È proprio la Campania, secondo i dati dell’Adepp, l’associazione degli enti di previdenza privata, la regione con il maggior numero di beneficiari - in tutto 97mila - del reddito di ultima istanza. Una conferma dell’impatto devastante dell’emergenza sanitaria sulle libere professioni. Un ristoro diventa, dunque, fondamentale per i tanti professionisti del nostro territorio. «Si tratterebbe di un riconoscimento fondamentale per i commercialisti - spiega il presidente dell’Ordine di Napoli Vincenzo Moretta - una categoria essenziale che dallo scorso febbraio è sotto pressione per la continua emanazione di decreti volti a fronteggiare la crisi delle aziende loro clienti, su cui si ripercuote la crisi di liquidità». Mentre Concetta Marrazzo, consigliere dell’Ordine degli Architetti, sposta il tiro anche su altre questioni: «Un sussidio è necessario per tamponare momentanee situazioni di difficoltà. È fondamentale, però, intervenire anche su altri fattori, come gli sgravi fiscali. Che senso ha far slittare il pagamento delle tasse se la cifra resta invariata?».

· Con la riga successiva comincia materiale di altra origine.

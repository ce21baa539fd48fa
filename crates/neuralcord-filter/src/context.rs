//! Renderings of the conversation window.
//!
//! - [`flat_transcript`]: every recent message verbatim, for the classifier.
//! - [`context_digest`]: budgeted newest-first selection, for the agent payload.
//! - [`narrative_summary`]: author-grouped prose, logged for comparison only.
//!
//! All lengths are counted in characters, never bytes.

use neuralcord_core::{ContextWindow, FilterConfig};

use crate::addressee::mentions_agent;

const ELLIPSIS: &str = "...";

/// Suffix marking lines that name the agent.
pub const MENTION_SUFFIX: &str = " (directly mentioned the character)";

/// Per-message cap inside the narrative summary.
const NARRATIVE_MESSAGE_CHARS: usize = 80;

/// Keep the first `max - 3` characters and append "..." when `text` is longer
/// than `max` characters. The result is never longer than `max`.
pub fn truncate_with_ellipsis(text: &str, max: usize) -> String {
    if text.chars().count() <= max {
        return text.to_owned();
    }
    let keep = max.saturating_sub(ELLIPSIS.len());
    let mut out: String = text.chars().take(keep).collect();
    out.push_str(ELLIPSIS);
    out
}

/// `author: content` per message, oldest first, last `max_context_messages`
/// only. No truncation.
pub fn flat_transcript(window: &ContextWindow, agent_name: &str, config: &FilterConfig) -> String {
    window
        .recent(config.max_context_messages)
        .iter()
        .map(|msg| {
            let suffix = if mentions_agent(&msg.content, agent_name) {
                MENTION_SUFFIX
            } else {
                ""
            };
            format!("{}: {}{}", msg.author, msg.content, suffix)
        })
        .collect::<Vec<_>>()
        .join("\n")
}

/// Budgeted transcript for the agent payload.
///
/// Walks newest to oldest, capping each message at `max_message_length` and
/// the whole digest at `max_context_length` (one separator per line counted).
/// A newest line that alone does not fit is cut to `max_context_length - 3`
/// characters plus "...".
pub fn context_digest(window: &ContextWindow, config: &FilterConfig) -> String {
    let mut lines: Vec<String> = Vec::new();
    let mut used = 0usize;

    for msg in window.recent(config.max_context_messages).iter().rev() {
        let content = truncate_with_ellipsis(msg.content.trim(), config.max_message_length);
        let line = format!("{}: {}", msg.author, content);
        let cost = line.chars().count() + 1;

        if used + cost > config.max_context_length {
            if lines.is_empty() {
                // cost counts the separator, so a line of exactly the budget
                // still lands here and is cut
                let keep = config.max_context_length.saturating_sub(ELLIPSIS.len());
                let mut cut: String = line.chars().take(keep).collect();
                cut.push_str(ELLIPSIS);
                lines.push(cut);
            }
            break;
        }

        lines.push(line);
        used += cost;
    }

    lines.reverse();
    lines.join("\n")
}

/// Prose summary grouping consecutive messages by author, e.g.
/// `"Sam said hi and mentioned lunch. Then Kim asked about it and then Sam ok"`.
pub fn narrative_summary(window: &ContextWindow, config: &FilterConfig) -> String {
    let mut groups: Vec<(&str, Vec<String>)> = Vec::new();

    for msg in window.recent(config.max_context_messages) {
        let content = truncate_with_ellipsis(msg.content.trim(), NARRATIVE_MESSAGE_CHARS);
        if let Some((author, contents)) = groups.last_mut() {
            if *author == msg.author {
                contents.push(content);
                continue;
            }
        }
        groups.push((msg.author.as_str(), vec![content]));
    }

    let topics: Vec<String> = groups
        .iter()
        .map(|(author, contents)| format!("{} {}", author, describe_topics(contents)))
        .collect();

    match topics.len() {
        0 => String::new(),
        1 => topics[0].clone(),
        n => {
            let mut summary = topics[0].clone();
            for (i, topic) in topics.iter().enumerate().skip(1) {
                if i == n - 1 {
                    summary.push_str(" and then ");
                } else {
                    summary.push_str(". Then ");
                }
                summary.push_str(topic);
            }
            summary
        }
    }
}

fn describe_topics(contents: &[String]) -> String {
    const ACTIONS: [&str; 5] = ["said", "mentioned", "talked about", "asked about", "discussed"];

    match contents {
        [] => String::new(),
        [only] => only.clone(),
        few if few.len() <= 3 => {
            let last = few.len() - 1;
            let mut out = String::new();
            for (i, content) in few.iter().enumerate() {
                let action = ACTIONS[i % ACTIONS.len()];
                if i == 0 {
                    out.push_str(&format!("{action} {content}"));
                } else if i == last {
                    out.push_str(&format!(" and {action} {content}"));
                } else {
                    out.push_str(&format!(", {action} {content}"));
                }
            }
            out
        }
        many => format!("had a conversation about {} and other topics", many[0]),
    }
}
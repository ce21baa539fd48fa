// Runs the Ollama classifier against a local axum stub speaking the
// /api/generate and /api/tags wire format.

use axum::http::StatusCode;
use axum::routing::{get, post};
use axum::{Json, Router};
use chrono::Utc;
use serde_json::{json, Value};

use neuralcord_core::{ChatMessage, ContextWindow, Decision, FilterConfig};
use neuralcord_filter::{
    ClassifierClient, ClassifierError, CompletionRequest, FilterGate, OllamaClassifier,
};

async fn spawn(router: Router) -> String {
    let listener = tokio::net::TcpListener::bind("127.0.0.1:0").await.unwrap();
    let addr = listener.local_addr().unwrap();
    tokio::spawn(async move {
        axum::serve(listener, router).await.unwrap();
    });
    format!("http://{addr}/api")
}

async fn generate(Json(body): Json<Value>) -> (StatusCode, Json<Value>) {
    if body["stream"] != json!(false) || body["model"].as_str().is_none() {
        return (StatusCode::BAD_REQUEST, Json(json!({"error": "bad request"})));
    }
    let reply = if body["prompt"].as_str().unwrap_or("").contains("spicy") {
        "INAPPROPRIATE\n[SUMMARY]\nnot suitable"
    } else {
        "[RESPOND]\n[SUMMARY]\nopen question to the room"
    };
    (
        StatusCode::OK,
        Json(json!({"model": body["model"], "response": reply, "done": true})),
    )
}

async fn tags() -> Json<Value> {
    Json(json!({"models": [{"name": "mistral:latest"}, {"name": "llama3:8b"}]}))
}

fn healthy() -> Router {
    Router::new()
        .route("/api/generate", post(generate))
        .route("/api/tags", get(tags))
}

fn request(prompt: &str) -> CompletionRequest {
    CompletionRequest {
        model: "mistral".to_string(),
        prompt: prompt.to_string(),
    }
}

#[tokio::test]
async fn complete_returns_response_field() {
    let endpoint = spawn(healthy()).await;
    let client = OllamaClassifier::new(Some(endpoint));

    let text = client.complete(&request("hello")).await.unwrap();
    assert_eq!(text, "[RESPOND]\n[SUMMARY]\nopen question to the room");
}

#[tokio::test]
async fn list_and_check_models() {
    let endpoint = spawn(healthy()).await;
    let client = OllamaClassifier::new(Some(endpoint));

    let models = client.list_models().await.unwrap();
    assert_eq!(models, vec!["mistral:latest".to_string(), "llama3:8b".to_string()]);
    assert!(client.check_model_available("mistral").await.unwrap());
    assert!(!client.check_model_available("phi3").await.unwrap());
}

#[tokio::test]
async fn non_success_status_is_api_error() {
    let router = Router::new().route(
        "/api/generate",
        post(|| async { (StatusCode::NOT_FOUND, "model 'mistral' not found") }),
    );
    let endpoint = spawn(router).await;
    let client = OllamaClassifier::new(Some(endpoint));

    let err = client.complete(&request("hello")).await.unwrap_err();
    match &err {
        ClassifierError::Api { status, message } => {
            assert_eq!(*status, 404);
            assert!(message.contains("not found"));
        }
        other => panic!("unexpected error: {other}"),
    }
    assert!(err.is_unavailable());
}

#[tokio::test]
async fn unreachable_service_is_unavailable() {
    // nothing listens on port 9 (discard) on a test host
    let client = OllamaClassifier::new(Some("http://127.0.0.1:9/api".to_string()));
    let err = client.complete(&request("hello")).await.unwrap_err();
    assert!(err.is_unavailable(), "got {err}");
}

fn window(author: &str, content: &str) -> ContextWindow {
    ContextWindow::new(vec![ChatMessage::new("1", author, content, Utc::now())])
}

#[tokio::test]
async fn gate_end_to_end_over_http() {
    let endpoint = spawn(healthy()).await;
    let config = FilterConfig {
        endpoint: endpoint.clone(),
        ..FilterConfig::default()
    };
    let gate = FilterGate::with_ollama(config);

    let decision = gate.evaluate(&window("Sam", "anyone know a good pasta recipe?"), "Aria").await;
    assert_eq!(
        decision,
        Decision::Respond(
            "*Context of the current conversation:\nSam: anyone know a good pasta recipe?*\n\nSam: anyone know a good pasta recipe?"
                .to_string()
        )
    );

    let decision = gate.evaluate(&window("Sam", "say something spicy about cats"), "Aria").await;
    assert_eq!(decision, Decision::Inappropriate(Some("not suitable".to_string())));

    assert!(gate.set_model("llama3:8b").await);
    assert_eq!(gate.model().await, "llama3:8b");
}

#[tokio::test]
async fn gate_ignores_when_service_down() {
    let endpoint = "http://127.0.0.1:9/api".to_string();
    let gate = FilterGate::new(
        Box::new(OllamaClassifier::new(Some(endpoint))),
        FilterConfig::default(),
    );
    let decision = gate.evaluate(&window("Sam", "anyone know a good pasta recipe?"), "Aria").await;
    assert_eq!(decision, Decision::Ignore(None));
    assert!(!gate.set_model("llama3").await);
}
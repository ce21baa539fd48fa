use clap::Parser;
use tracing::warn;

use neuralcord_core::NeuralcordConfig;

mod cli;
mod commands;
mod input;

use crate::cli::{Cli, Commands};

#[tokio::main]
async fn main() -> anyhow::Result<()> {
    let cli = Cli::parse();

    // load config: --config > NEURALCORD_CONFIG env > ~/.neuralcord/neuralcord.toml
    let config_path = cli
        .config
        .as_ref()
        .map(|p| p.to_string_lossy().into_owned())
        .or_else(|| std::env::var("NEURALCORD_CONFIG").ok());
    let config_result = NeuralcordConfig::load(config_path.as_deref());

    let default_filter = config_result
        .as_ref()
        .map(|c| c.logging.filter.clone())
        .unwrap_or_else(|_| neuralcord_core::LoggingConfig::default().filter);
    tracing_subscriber::fmt()
        .with_writer(std::io::stderr)
        .with_env_filter(
            tracing_subscriber::EnvFilter::try_from_default_env()
                .unwrap_or_else(|_| default_filter.into()),
        )
        .init();

    let config = config_result.unwrap_or_else(|e| {
        warn!("Config load failed ({}), using defaults", e);
        NeuralcordConfig::default()
    });

    match cli.command {
        Commands::Evaluate(args) => commands::evaluate(&config, args).await,
        Commands::Models => commands::models(&config).await,
        Commands::SetModel(args) => commands::set_model(&config, args).await,
        Commands::Chat(args) => commands::chat(&config, args).await,
    }
}
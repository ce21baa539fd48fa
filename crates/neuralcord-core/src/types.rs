use chrono::{DateTime, Utc};
use serde::{Deserialize, Serialize};
use std::fmt;
use std::path::Path;

use crate::error::Result;

/// One chat utterance as delivered by the chat gateway.
///
/// Immutable once constructed; the filter only ever reads it.
#[derive(Debug, Clone, PartialEq, Eq, Serialize, Deserialize)]
pub struct ChatMessage {
    /// Opaque identifier, used for dedup.
    pub id: String,
    /// Display name of the sender.
    pub author: String,
    /// Raw message text.
    pub content: String,
    /// Ordering key.
    #[serde(default = "Utc::now")]
    pub timestamp: DateTime<Utc>,
}

impl ChatMessage {
    pub fn new(
        id: impl Into<String>,
        author: impl Into<String>,
        content: impl Into<String>,
        timestamp: DateTime<Utc>,
    ) -> Self {
        Self {
            id: id.into(),
            author: author.into(),
            content: content.into(),
            timestamp,
        }
    }
}

/// Recent chat messages in chronological order (oldest first).
///
/// The caller assembles the window; renderers only look at the last
/// `max_context_messages` entries, so an over-long window is tolerated.
#[derive(Debug, Clone, Default, PartialEq, Eq, Serialize, Deserialize)]
#[serde(transparent)]
pub struct ContextWindow {
    messages: Vec<ChatMessage>,
}

impl ContextWindow {
    pub fn new(messages: Vec<ChatMessage>) -> Self {
        Self { messages }
    }

    /// Build a window holding at most `max` of the newest messages.
    pub fn bounded(mut messages: Vec<ChatMessage>, max: usize) -> Self {
        if messages.len() > max {
            messages.drain(..messages.len() - max);
        }
        Self { messages }
    }

    pub fn is_empty(&self) -> bool {
        self.messages.is_empty()
    }

    pub fn len(&self) -> usize {
        self.messages.len()
    }

    /// The most recent message, if any.
    pub fn latest(&self) -> Option<&ChatMessage> {
        self.messages.last()
    }

    /// The last `n` messages, oldest first.
    pub fn recent(&self, n: usize) -> &[ChatMessage] {
        let start = self.messages.len().saturating_sub(n);
        &self.messages[start..]
    }

    pub fn messages(&self) -> &[ChatMessage] {
        &self.messages
    }

    pub fn iter(&self) -> std::slice::Iter<'_, ChatMessage> {
        self.messages.iter()
    }

    pub fn into_messages(self) -> Vec<ChatMessage> {
        self.messages
    }

    /// Parse a JSON array of messages.
    pub fn from_json(raw: &str) -> Result<Self> {
        Ok(serde_json::from_str(raw)?)
    }

    /// Read a JSON array of messages from a file.
    pub fn read_json_file(path: impl AsRef<Path>) -> Result<Self> {
        let raw = std::fs::read_to_string(path)?;
        Self::from_json(&raw)
    }
}

impl From<Vec<ChatMessage>> for ContextWindow {
    fn from(messages: Vec<ChatMessage>) -> Self {
        Self::new(messages)
    }
}

/// Outcome of one gate evaluation.
///
/// `Respond` carries the exact text forwarded to the agent. The rationale on
/// `Ignore`/`Inappropriate` is for logs only and is never sent anywhere.
#[derive(Debug, Clone, PartialEq, Eq, Serialize, Deserialize)]
#[serde(tag = "decision", content = "text", rename_all = "snake_case")]
pub enum Decision {
    Respond(String),
    Ignore(Option<String>),
    Inappropriate(Option<String>),
}

impl Decision {
    pub fn should_respond(&self) -> bool {
        matches!(self, Decision::Respond(_))
    }

    /// The agent payload when responding.
    pub fn payload(&self) -> Option<&str> {
        match self {
            Decision::Respond(payload) => Some(payload),
            _ => None,
        }
    }

    /// Log-only rationale for the non-responding variants.
    pub fn rationale(&self) -> Option<&str> {
        match self {
            Decision::Respond(_) => None,
            Decision::Ignore(r) | Decision::Inappropriate(r) => r.as_deref(),
        }
    }
}

impl fmt::Display for Decision {
    fn fmt(&self, f: &mut fmt::Formatter<'_>) -> fmt::Result {
        match self {
            Decision::Respond(_) => write!(f, "respond"),
            Decision::Ignore(_) => write!(f, "ignore"),
            Decision::Inappropriate(_) => write!(f, "inappropriate"),
        }
    }
}
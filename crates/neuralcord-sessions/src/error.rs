use thiserror::Error;

/// Errors that can occur during channel session operations.
#[derive(Debug, Error)]
pub enum SessionError {
    /// No messages have been recorded for this channel yet.
    #[error("unknown channel: {key}")]
    UnknownChannel { key: String },

    /// The requested cooldown is below the configured floor.
    #[error("cooldown of {requested}s is below the minimum of {min}s")]
    CooldownTooShort { requested: u64, min: u64 },

    /// The provided channel key string is malformed.
    ///
    /// Expected format: `{platform}:{channel_id}`
    #[error("invalid channel key: {0}")]
    InvalidKey(String),
}

pub type Result<T> = std::result::Result<T, SessionError>;
//! Conversation filter: decides whether the character should join a chat
//! and, if so, what text to hand it.

pub mod addressee;
pub mod context;
pub mod gate;
pub mod ollama;
pub mod parse;
pub mod prompt;
pub mod provider;

pub use addressee::{Addressee, AddresseeDetector, Confidence, PatternFamily};
pub use gate::FilterGate;
pub use ollama::OllamaClassifier;
pub use parse::{ParsedReply, Verdict};
pub use provider::{ClassifierClient, ClassifierError, CompletionRequest};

La pandemia ha evidenziato la questione della totale mancanza di strumenti di welfare per i lavoratori autonomi. Anche per coloro- e si tratta comunque di una minoranza - che hanno potuto usufruire di indennità e contributi a fondo perduto - la crisi economica rischia di produrre danni incalcolabili a lunga scadenza. Proprio per porre rimedio a una probabile emergenza sociale, è nata un mese fa l’Iscro, la cassa integrazione per le partite Iva iscritte alla Gestione Separata Inps. Ad istituire l’Iscro in via sperimentale per il triennio 2021-2023 - un’iniziativa della Consulta del Lavoro autonomo e delle professioni insediata presso il Cnel - è stata la Legge di Bilancio approvata a fine dicembre. La Cig per gli autonomi prevede un assegno mensile erogato dall’Inps, per un importo che va da un minimo di 250 euro ad un massimo di 800 euro. Ad averne diritto sono le partite Iva che hanno subito perdite del 50% rispetto ai tre anni precedenti. Ma l’Iscro non riguarda i liberi professionisti iscritti alle casse private. E così per tantissimi freelance le forme di protezione sociale non scatteranno. «È auspicabile che uno strumento come l’Iscro - sottolinea Mauro Pantano, presidente della Confederazione Imprese e Professionisti di Napoli - venga introdotto anche per i liberi professionisti iscritti alle casse private. Chiediamo al governo di tenerne conto. Su di essi gravano spese enormi che non toccano a quelli della Gestione Inps. I professionisti, ad esempio, versano contributi soggettivi annuali alle casse private, che per alcune professioni arrivano fino a 5mila euro, indipendentemente dal loro fatturato. Nemmeno i presidenti degli Ordini hanno preso posizione a favore dei professionisti».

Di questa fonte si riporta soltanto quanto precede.